Most people with colon cancer have surgery to remove their cancer. Usually this is the first step of treatment that patients have. After surgery, they typically have chemotherapy to reduce the risk that their cancer will come back (recur).
Colon cancer surgery for Seattle Cancer Care Alliance patients is performed by surgeons at University of Washington Medical Center. If you need surgery, it will be done by a surgeon who is specially trained and certified in gastrointestinal surgery, colorectal surgery, or both. Your surgeon will work closely with the other members of your healthcare team.
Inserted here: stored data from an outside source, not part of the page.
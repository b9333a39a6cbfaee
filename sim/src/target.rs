//! Target trajectory models and state propagation.
//!
//! Each target has a true state [position, velocity] and a `Trajectory`
//! describing how it moves. The simulator steps the target forward in time.

use serde::{Deserialize, Serialize};
use tracker_core::GroundTruth;

/// Describes 1-D target motion.
#[derive(Clone, Copy, Debug, PartialEq, Serialize, Deserialize)]
pub enum Trajectory {
    /// x(t) = x0 + v0·t + a·t²/2
    ConstantAccel { x0: f64, v0: f64, accel: f64 },
}

impl Trajectory {
    /// x(t) = 0.1·(t² − t)
    pub fn reference() -> Self {
        Trajectory::ConstantAccel {
            x0: 0.0,
            v0: -0.1,
            accel: 0.2,
        }
    }

    /// Closed-form [position, velocity] at time `t`.
    pub fn sample(&self, t: f64) -> [f64; 2] {
        match *self {
            Trajectory::ConstantAccel { x0, v0, accel } => {
                [x0 + v0 * t + 0.5 * accel * t * t, v0 + accel * t]
            }
        }
    }

    pub fn accel(&self) -> f64 {
        match *self {
            Trajectory::ConstantAccel { accel, .. } => accel,
        }
    }
}

/// A simulated target with ground-truth state.
#[derive(Clone, Debug, Serialize, Deserialize)]
pub struct Target {
    /// True state [position, velocity]
    pub state: [f64; 2],
    /// Simulation time of `state`
    pub time: f64,
    pub trajectory: Trajectory,
}

impl Target {
    pub fn new(trajectory: Trajectory) -> Self {
        Self {
            state: trajectory.sample(0.0),
            time: 0.0,
            trajectory,
        }
    }

    /// Propagate true state by `dt` seconds with the same kinematics the
    /// filter's A/B matrices encode.
    pub fn step(&mut self, dt: f64) {
        let a = self.trajectory.accel();
        let s = &mut self.state;
        s[0] += s[1] * dt + 0.5 * a * dt * dt;
        s[1] += a * dt;
        self.time += dt;
    }

    pub fn ground_truth(&self) -> GroundTruth {
        GroundTruth {
            time: self.time,
            position: self.state[0],
            velocity: self.state[1],
        }
    }
}

#[cfg(test)]
mod tests {
    use super::*;
    use approx::assert_abs_diff_eq;

    #[test]
    fn reference_trajectory_matches_quadratic() {
        let traj = Trajectory::reference();
        for t in [0.0, 1.0, 2.5, 99.9] {
            let [p, v] = traj.sample(t);
            assert_abs_diff_eq!(p, 0.1 * (t * t - t), epsilon = 1e-9);
            assert_abs_diff_eq!(v, 0.2 * t - 0.1, epsilon = 1e-12);
        }
    }

    #[test]
    fn stepping_tracks_closed_form() {
        let traj = Trajectory::ConstantAccel {
            x0: 5.0,
            v0: 2.0,
            accel: 1.0,
        };
        let mut target = Target::new(traj);
        for _ in 0..100 {
            target.step(0.1);
        }
        let [p, v] = traj.sample(target.time);
        assert_abs_diff_eq!(target.state[0], p, epsilon = 1e-9);
        assert_abs_diff_eq!(target.state[1], v, epsilon = 1e-9);
        assert_abs_diff_eq!(target.time, 10.0, epsilon = 1e-9);
    }
}
//! Estimation metrics: MSE of filtered, predicted and raw-measurement position,
//! RMSE of velocity.

use crate::types::StateVec;
use serde::{Deserialize, Serialize};

/// Ground-truth kinematic state of the target at one step.
#[derive(Clone, Copy, Debug, Default, PartialEq, Serialize, Deserialize)]
pub struct GroundTruth {
    pub time: f64,
    pub position: f64,
    pub velocity: f64,
}

/// Accumulated metric statistics.
#[derive(Clone, Debug, Default, Serialize, Deserialize)]
pub struct EstimationMetrics {
    /// Leading steps excluded from the error sums (filter settling)
    pub burn_in: u64,
    /// Number of steps seen, including burn-in
    pub n_steps: u64,
    /// Number of steps that contributed to the sums
    pub n_evaluated: u64,
    /// Sum of squared filtered (posterior) position errors
    pub sum_sq_pos_err: f64,
    /// Sum of squared predicted (prior) position errors
    pub sum_sq_pred_err: f64,
    /// Sum of squared raw measurement errors
    pub sum_sq_meas_err: f64,
    /// Sum of squared filtered velocity errors
    pub sum_sq_vel_err: f64,
}

impl EstimationMetrics {
    pub fn with_burn_in(burn_in: u64) -> Self {
        Self {
            burn_in,
            ..Self::default()
        }
    }

    fn mean(&self, sum: f64) -> f64 {
        if self.n_evaluated == 0 {
            return 0.0;
        }
        sum / self.n_evaluated as f64
    }

    /// Mean squared error of the filtered position (m²).
    pub fn mse_position(&self) -> f64 {
        self.mean(self.sum_sq_pos_err)
    }

    /// Mean squared error of the predicted position (m²).
    pub fn mse_prediction(&self) -> f64 {
        self.mean(self.sum_sq_pred_err)
    }

    /// Mean squared error of the raw measurements (m²).
    pub fn mse_measurement(&self) -> f64 {
        self.mean(self.sum_sq_meas_err)
    }

    /// Root-mean-square filtered position error (m).
    pub fn rmse_position(&self) -> f64 {
        self.mse_position().sqrt()
    }

    /// Root-mean-square filtered velocity error (m/s).
    pub fn rmse_velocity(&self) -> f64 {
        self.mean(self.sum_sq_vel_err).sqrt()
    }

    /// mse_measurement / mse_position; > 1 means the filter beats the sensor.
    pub fn improvement_ratio(&self) -> f64 {
        let mse = self.mse_position();
        if mse == 0.0 {
            return f64::INFINITY;
        }
        self.mse_measurement() / mse
    }

    /// Accumulate one step: truth, the raw measurement, and the prior and
    /// posterior means.
    pub fn accumulate(
        &mut self,
        truth: &GroundTruth,
        measurement: f64,
        prior: &StateVec,
        posterior: &StateVec,
    ) {
        self.n_steps += 1;
        if self.n_steps <= self.burn_in {
            return;
        }
        let dp = posterior[0] - truth.position;
        let dpr = prior[0] - truth.position;
        let dz = measurement - truth.position;
        let dv = posterior[1] - truth.velocity;
        self.sum_sq_pos_err += dp * dp;
        self.sum_sq_pred_err += dpr * dpr;
        self.sum_sq_meas_err += dz * dz;
        self.sum_sq_vel_err += dv * dv;
        self.n_evaluated += 1;
    }
}
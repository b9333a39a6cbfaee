//! Replay: serialize/deserialize trial logs and re-run them offline.

use crate::runner::{StepRecord, TrialRecord};
use anyhow::{ensure, Context};
use serde::{Deserialize, Serialize};
use std::io::{BufReader, BufWriter};
use std::path::Path;
use tracker_core::{ConstAccelKf, EstimationMetrics, Estimator, GroundTruth, KfConfig};

/// A full recorded trial.
#[derive(Clone, Debug, Serialize, Deserialize)]
pub struct ReplayLog {
    pub scenario_name: String,
    pub seed: u64,
    pub filter: KfConfig,
    pub burn_in: u64,
    /// Per-step records in chronological order
    pub steps: Vec<StepRecord>,
}

impl From<&TrialRecord> for ReplayLog {
    fn from(trial: &TrialRecord) -> Self {
        Self {
            scenario_name: trial.scenario.name.clone(),
            seed: trial.seed,
            filter: trial.scenario.filter,
            burn_in: trial.scenario.burn_in,
            steps: trial.steps.clone(),
        }
    }
}

/// Outcome of re-running a log through a fresh filter.
#[derive(Clone, Debug, Serialize, Deserialize)]
pub struct ReplayReport {
    pub steps: usize,
    /// Largest |Δ| between recorded and replayed posterior means
    pub max_state_deviation: f64,
    /// Largest |Δ| between recorded and replayed covariance entries
    pub max_cov_deviation: f64,
    pub metrics: EstimationMetrics,
}

impl ReplayReport {
    pub fn max_deviation(&self) -> f64 {
        self.max_state_deviation.max(self.max_cov_deviation)
    }
}

/// Save a replay log to a JSON file.
pub fn save_replay(log: &ReplayLog, path: &Path) -> anyhow::Result<()> {
    let file = std::fs::File::create(path)
        .with_context(|| format!("creating {}", path.display()))?;
    let writer = BufWriter::new(file);
    serde_json::to_writer_pretty(writer, log)?;
    Ok(())
}

/// Load a replay log from a JSON file.
pub fn load_replay(path: &Path) -> anyhow::Result<ReplayLog> {
    let file = std::fs::File::open(path)
        .with_context(|| format!("opening {}", path.display()))?;
    let reader = BufReader::new(file);
    let log: ReplayLog = serde_json::from_reader(reader)
        .with_context(|| format!("parsing replay log {}", path.display()))?;
    Ok(log)
}

/// Feed the recorded measurements to a fresh filter and compare estimates.
pub fn replay_log(log: &ReplayLog) -> anyhow::Result<ReplayReport> {
    ensure!(!log.steps.is_empty(), "replay log '{}' has no steps", log.scenario_name);
    let mut kf = ConstAccelKf::new(log.filter)?;
    let mut metrics = EstimationMetrics::with_burn_in(log.burn_in);
    let mut max_state_deviation = 0.0f64;
    let mut max_cov_deviation = 0.0f64;

    for (k, rec) in log.steps.iter().enumerate() {
        let out = kf
            .step(rec.measurement)
            .with_context(|| format!("replay step {k} failed"))?;
        let (x, p) = out.update.posterior.to_arrays();

        for i in 0..2 {
            max_state_deviation = max_state_deviation.max((x[i] - rec.posterior[i]).abs());
            for j in 0..2 {
                max_cov_deviation = max_cov_deviation.max((p[i][j] - rec.covariance[i][j]).abs());
            }
        }

        let truth = GroundTruth {
            time: rec.time,
            position: rec.truth[0],
            velocity: rec.truth[1],
        };
        metrics.accumulate(&truth, rec.measurement, &out.prior, &out.update.posterior.x);
    }

    tracing::info!(
        scenario = %log.scenario_name,
        steps = log.steps.len(),
        max_state_deviation,
        max_cov_deviation,
        "replay finished"
    );

    Ok(ReplayReport {
        steps: log.steps.len(),
        max_state_deviation,
        max_cov_deviation,
        metrics,
    })
}

#[cfg(test)]
mod tests {
    use super::*;
    use crate::runner::run_trial;
    use crate::scenarios::{Scenario, ScenarioKind};

    #[test]
    fn replay_reproduces_trial_exactly() {
        let trial = run_trial(&Scenario::build(ScenarioKind::Matched), 17).unwrap();
        let log = ReplayLog::from(&trial);
        let report = replay_log(&log).unwrap();
        assert_eq!(report.steps, trial.steps.len());
        assert_eq!(report.max_deviation(), 0.0);
        assert_eq!(report.metrics.mse_position(), trial.metrics.mse_position());
    }

    #[test]
    fn replay_detects_tampered_log() {
        let trial = run_trial(&Scenario::build(ScenarioKind::Coasting), 3).unwrap();
        let mut log = ReplayLog::from(&trial);
        log.steps[10].posterior[0] += 1.0;
        let report = replay_log(&log).unwrap();
        assert!(report.max_state_deviation >= 1.0 - 1e-9);
    }

    #[test]
    fn json_roundtrip_preserves_replay() {
        let trial = run_trial(&Scenario::build(ScenarioKind::Reference), 1).unwrap();
        let log = ReplayLog::from(&trial);
        let path = std::env::temp_dir().join(format!("katrack_replay_{}.json", std::process::id()));
        save_replay(&log, &path).unwrap();
        let loaded = load_replay(&path).unwrap();
        std::fs::remove_file(&path).ok();

        assert_eq!(loaded.steps.len(), log.steps.len());
        assert_eq!(loaded.filter, log.filter);
        let report = replay_log(&loaded).unwrap();
        assert!(report.max_deviation() < 1e-9);
    }

    #[test]
    fn empty_log_is_rejected() {
        let log = ReplayLog {
            scenario_name: "empty".into(),
            seed: 0,
            filter: KfConfig::default(),
            burn_in: 0,
            steps: vec![],
        };
        assert!(replay_log(&log).is_err());
    }
}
The exact procedure you have will depend on many factors, such as the stage of your cancer, your surgeon’s expertise, and your health, weight, and preferences. You and your team will discuss your options and decide together what is best for you.
If your cancer is limited to one or more polyps, the cancer may have been completely removed at the time of the colonoscopy. This procedure is called a polypectomy.
If your cancer cannot be removed with polypectomy, your surgeon will perform a colectomy. This means removing (also called resecting) the segment of your colon that contains cancer as well as removing some lymph nodes. Then the surgeon sews the healthy parts of the colon together to form a complete tube (a procedure called anastomosis). Because the colon is reconnected, bowel function returns to normal or near normal.
Instead of anastomosis, some people need a colostomy. This means the surgeon creates an opening (stoma) in your abdomen and attaches the open end of your colon to it on the inside. A colostomy bag is attached on the outside to collect waste. Usually the colostomy is only temporary, and it’s reversed after the colon heals.
Open vs. Laparoscopic Surgery
A colectomy may be done using a single, longer incision to open the abdomen, or it may be done laparoscopically, using several smaller incisions. The smaller incisions typically mean spending less time in the hospital and being on pain medication for a shorter period of time. Either way, during your operation your surgeon will check to see if your cancer has spread to any other organs (including removing some nearby lymph nodes), which will help determine the rest of your treatment.